Thursday, March 02, 2006

Can Google Save The Internet?

From my weekly column, The Blog Box (published tomorrow morning-- See sidebar link):

Which Came First: GoogleNet Or PayAsYouGoNet?

I confess. There's no such thing as PayAsYouGoNet (yet), and GoogleNet isn't the official biz subsidiary name, but the battle between these two mythical broadband beasts is heating up fast. Google has been quietly buying up unused fiber-optic cable and superfast connections on the East Coast, and they've piloted a free WiFi hotspot in San Francisco's Union Square shopping district. Why? Some possible reasons: either Google wants to save untold millions by bypassing the middleman (like Comcast) which links up with Google's servers via a wholesaler; Google is trying to stop (and thereby profit from targeted avertising revenues) Big TelCo's attempt to create a PayAsYouGoNet; or Big TelCo is trying to thwart Google's free WiFi, TV on demand, and digital video online endeavors and wants you pay more for the service you're already paying for.

At any rate, Big TelCo's big gun lobbyists are busy jawboning the Republican- controlled Congress today, hoping for a digitally tiered class system in America tomorrow. Common Cause has the blast-action congressional email link, Democratic Senator Ron Wyden (according to The Jeff Pulver Blog) is poised to introduce a stand-alone bill to preserve net neutrality, and Future Of The Book.org points out the obvious:

Broadband providers argue that tiered pricing (whether for services or bandwidth) will increase innovation. This argument is deeply flawed. Tier-pricing will not guarantee new and useful services for users, but it will guarantee short term financial gains for the providers. These companies did not invent the Internet nor did they invent the markets for these services. Innovative users (both customers and start-ups) discovered creative ways to use the network. The market for broadband (and the subsequent network) exists because people outgrew the bandwidth capacity of dial-up, as more companies and people posted multimedia on the web. Innovation of this sort creates new demands for bandwidth and increases the customer base and revenue for the broadband providers. New innovative uses generally demand more bandwidth, as seen in p2p, video google, flickr, video ipods, and massively multiplayer online role playing games.
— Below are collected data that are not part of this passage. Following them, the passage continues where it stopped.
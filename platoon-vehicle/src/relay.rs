//! Reaction to user commands and neighbour frames.
//!
//! Every handler first acts on the local motion state and only then relays,
//! so a relayed frame always follows the one that caused it.

use std::sync::Arc;

use platoon_protocol::ControlMessage;
use tracing::{debug, error, info, trace, warn};

use crate::context::{Direction, SharedState, TerminationReason};
use crate::headway::HeadwayResult;
use crate::input::Command;
use crate::links::Neighbors;

#[derive(Clone)]
pub struct Relay {
    state: Arc<SharedState>,
    neighbors: Neighbors,
}

impl Relay {
    pub fn new(state: Arc<SharedState>, neighbors: Neighbors) -> Self {
        Relay { state, neighbors }
    }

    pub fn state(&self) -> &Arc<SharedState> {
        &self.state
    }

    pub fn neighbors(&self) -> &Neighbors {
        &self.neighbors
    }

    /// Send toward one neighbour. A failed write counts as losing that link.
    pub fn send(&self, direction: Direction, msg: &ControlMessage) {
        if let Err(e) = self.neighbors.send(direction, msg) {
            if self.state.is_terminated() {
                debug!("{} link write after shutdown: {}", direction, e);
                return;
            }
            warn!("write to {} link failed: {}", direction, e);
            self.link_lost(direction);
        }
    }

    fn send_both(&self, msg: &ControlMessage) {
        self.send(Direction::Front, msg);
        self.send(Direction::Back, msg);
    }

    /// Act on a key pressed while running
    pub fn apply_command(&self, command: Command) {
        let params = &self.state.params;
        match command {
            Command::Accelerate => {
                let headway = {
                    let mut motion = self.state.motion();
                    motion.accelerate(params.user_accel_step, params);
                    info!("speed {:.2}", motion.speed);
                    motion.headway(params)
                };
                if self.neighbors.has(Direction::Front) && headway == HeadwayResult::TooClose {
                    self.send(Direction::Front, &ControlMessage::Accelerate);
                }
            }
            Command::Decelerate => {
                let headway = {
                    let mut motion = self.state.motion();
                    motion.decelerate(params.decel_step);
                    info!("speed {:.2}", motion.speed);
                    motion.headway(params)
                };
                if self.neighbors.has(Direction::Front) && headway == HeadwayResult::TooFar {
                    self.send(Direction::Front, &ControlMessage::Decelerate);
                }
            }
            Command::Stop => {
                self.send_both(&ControlMessage::Stop);
                self.state.motion().stop();
                info!("stopped");
            }
            Command::Quit => {
                if self.state.terminate(TerminationReason::UserQuit) {
                    self.send_both(&ControlMessage::Quit);
                }
            }
        }
    }

    /// Act on a frame received from the neighbour on side `from`
    pub fn handle_frame(&self, from: Direction, msg: ControlMessage) {
        let params = &self.state.params;
        match msg {
            ControlMessage::Position(x) => match from {
                Direction::Front => {
                    trace!("<- front {}", x);
                    self.state.motion().front_position = Some(x);
                }
                Direction::Back => trace!("ignoring position {} from back", x),
            },
            ControlMessage::Accelerate | ControlMessage::Decelerate => {
                debug!("<- {} {:?}", from, msg);
                if from == Direction::Front {
                    debug!("ignoring {:?} from front", msg);
                    return;
                }
                {
                    let mut motion = self.state.motion();
                    if msg == ControlMessage::Accelerate {
                        motion.accelerate(params.user_accel_step, params);
                    } else {
                        motion.decelerate(params.decel_step);
                    }
                }
                self.send(Direction::Front, &msg);
            }
            ControlMessage::Stop => {
                debug!("<- {} Stop", from);
                self.state.motion().stop();
                info!("stopped by {} neighbour", from);
                self.send(from.opposite(), &msg);
            }
            ControlMessage::Quit => {
                debug!("<- {} Quit", from);
                if self.state.terminate(TerminationReason::PeerQuit(from)) {
                    self.send(from.opposite(), &msg);
                }
            }
        }
    }

    /// The link on `side` closed or failed: behave as if it sent Quit
    pub fn link_lost(&self, side: Direction) {
        if self.state.terminate(TerminationReason::LinkLost(side)) {
            warn!("{} link lost", side);
            self.send(side.opposite(), &ControlMessage::Quit);
        } else {
            debug!("{} link closed during shutdown", side);
        }
    }

    pub fn broker_lost(&self) {
        if self.state.terminate(TerminationReason::BrokerLost) {
            error!("broker connection lost");
            self.send_both(&ControlMessage::Quit);
        }
    }

    /// One main loop iteration. A crash quits both neighbours.
    pub fn drive(&self, jitter: f64) -> HeadwayResult {
        let (headway, gap) = {
            let mut motion = self.state.motion();
            let headway = motion.step(jitter, &self.state.params);
            (headway, motion.gap())
        };
        if headway == HeadwayResult::Crash {
            let headway = gap.unwrap_or_default();
            if self.state.terminate(TerminationReason::Crash { headway }) {
                error!("CAR CRASH: headway {:.2}", headway);
                self.send_both(&ControlMessage::Quit);
            }
        }
        headway
    }
}
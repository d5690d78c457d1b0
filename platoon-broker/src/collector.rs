//! Lane collector: one reader per vehicle, acknowledging each report.

use std::collections::BTreeMap;
use std::fmt::Write as _;
use std::io::{BufReader, Write};
use std::net::Shutdown;
use std::sync::{Arc, Condvar, Mutex, MutexGuard};
use std::thread;
use std::time::{Duration, Instant};

use platoon_protocol::broker::ACK;
use platoon_protocol::{Report, VehicleId, BOOTSTRAP_TIMEOUT};
use tracing::{debug, info, trace, warn};

use crate::admission::Lane;
use crate::error::AdmissionError;

#[derive(Debug, Default)]
struct Board {
    latest: BTreeMap<VehicleId, Report>,
    active: usize,
}

/// Latest report per lane and the number of lanes still active
#[derive(Debug, Default)]
pub struct LaneBoard {
    board: Mutex<Board>,
    changed: Condvar,
}

impl LaneBoard {
    pub fn new(active: usize) -> Self {
        LaneBoard {
            board: Mutex::new(Board {
                latest: BTreeMap::new(),
                active,
            }),
            changed: Condvar::new(),
        }
    }

    fn lock(&self) -> MutexGuard<'_, Board> {
        self.board.lock().unwrap_or_else(|poisoned| poisoned.into_inner())
    }

    pub fn update(&self, id: VehicleId, report: Report) {
        self.lock().latest.insert(id, report);
    }

    pub fn retire(&self, id: VehicleId) {
        let mut board = self.lock();
        board.active = board.active.saturating_sub(1);
        info!("vehicle {} inactive, {} lane(s) left", id, board.active);
        self.changed.notify_all();
    }

    pub fn active(&self) -> usize {
        self.lock().active
    }

    pub fn latest(&self) -> BTreeMap<VehicleId, Report> {
        self.lock().latest.clone()
    }

    /// Block until every lane is inactive or `timeout` passes.
    /// Returns the number of lanes still active.
    pub fn wait_idle(&self, timeout: Duration) -> usize {
        let board = self.lock();
        let (board, _) = self
            .changed
            .wait_timeout_while(board, timeout, |b| b.active > 0)
            .unwrap_or_else(|poisoned| poisoned.into_inner());
        board.active
    }
}

/// Positions and headways of adjacent lanes, front to back
pub fn format_snapshot(latest: &BTreeMap<VehicleId, Report>) -> String {
    let mut line = String::new();
    let mut front: Option<(VehicleId, f64)> = None;
    for (id, report) in latest {
        let _ = write!(line, "[{} at {:.2} v={:.2}", id, report.position, report.speed);
        if let Some((ahead, position)) = front {
            if ahead.behind() == *id {
                let _ = write!(line, " gap={:.2}", position - report.position);
            }
        }
        line.push_str("] ");
        front = Some((*id, report.position));
    }
    line.trim_end().to_string()
}

fn serve_lane(lane: Lane, board: &LaneBoard) {
    let Lane { id, stream, .. } = lane;
    let result = stream
        .set_read_timeout(Some(BOOTSTRAP_TIMEOUT))
        .and_then(|_| stream.try_clone());
    let mut writer = match result {
        Ok(writer) => writer,
        Err(e) => {
            warn!("vehicle {}: {}", id, e);
            board.retire(id);
            return;
        }
    };

    let reports = serde_json::Deserializer::from_reader(BufReader::new(stream)).into_iter::<Report>();
    for report in reports {
        match report {
            Ok(report) if report.is_sentinel() => {
                debug!("vehicle {} left", id);
                break;
            }
            Ok(report) => {
                trace!("<- vehicle {} {:?}", id, report);
                board.update(id, report);
                if let Err(e) = writer.write_all(ACK).and_then(|_| writer.flush()) {
                    warn!("vehicle {}: acknowledgment failed: {}", id, e);
                    break;
                }
            }
            Err(e) if e.is_eof() => {
                debug!("vehicle {} closed its connection", id);
                break;
            }
            Err(e) if e.is_io() => {
                warn!("vehicle {}: read failed: {}", id, e);
                break;
            }
            Err(e) => {
                warn!("vehicle {}: bad report: {}", id, e);
                break;
            }
        }
    }
    if let Err(e) = writer.shutdown(Shutdown::Both) {
        debug!("vehicle {}: closing lane: {}", id, e);
    }
    board.retire(id);
}

/// Read every lane until all are inactive, logging a snapshot every
/// `snapshot_interval`. Returns the last report of each vehicle.
pub fn collect(
    lanes: Vec<Lane>,
    snapshot_interval: Duration,
) -> Result<BTreeMap<VehicleId, Report>, AdmissionError> {
    let board = Arc::new(LaneBoard::new(lanes.len()));
    let mut handles = Vec::with_capacity(lanes.len());
    for lane in lanes {
        let board = board.clone();
        let name = format!("lane-{}", lane.id);
        match thread::Builder::new().name(name).spawn(move || serve_lane(lane, &board)) {
            Ok(handle) => handles.push(handle),
            Err(e) => {
                // The lanes already running end when their vehicles leave
                return Err(AdmissionError::Spawn(e));
            }
        }
    }

    let mut last_snapshot = Instant::now();
    while board.wait_idle(snapshot_interval) > 0 {
        if last_snapshot.elapsed() >= snapshot_interval {
            let latest = board.latest();
            if !latest.is_empty() {
                info!("{}", format_snapshot(&latest));
            }
            last_snapshot = Instant::now();
        }
    }

    for handle in handles {
        if handle.join().is_err() {
            warn!("lane thread panicked");
        }
    }
    info!("all vehicles inactive");
    Ok(board.latest())
}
Future Of The Book also quotes Democratic Senator Byron Dorgan, who addressed this issue on Tuesday:
''It is not a free lunch for any one of these content providers. Those lines and that access are [already] being paid for by the consumer.''

If all of this screams "To Virtual Arms!" to you, a good place to start is Mitchell Szczepanczyk's article, The End Of The Blogosphere? For what it's worth, my money is on Google, whose customer loyalty is second to none. Plus, it doesn't hurt to have the mysteriously ever-popular Colin Powell on your executive board, either.

If you want to nip this Republican scam in the bud, click on the Common Cause link above and start voicing your objections today. Tomorrow may be too late.

So you think you know Delilah?
Judges 16:19--

1 Comments:

Blogger Granny said...

Done (possibly for the seond time but I'm not sure). It may have been a different action group.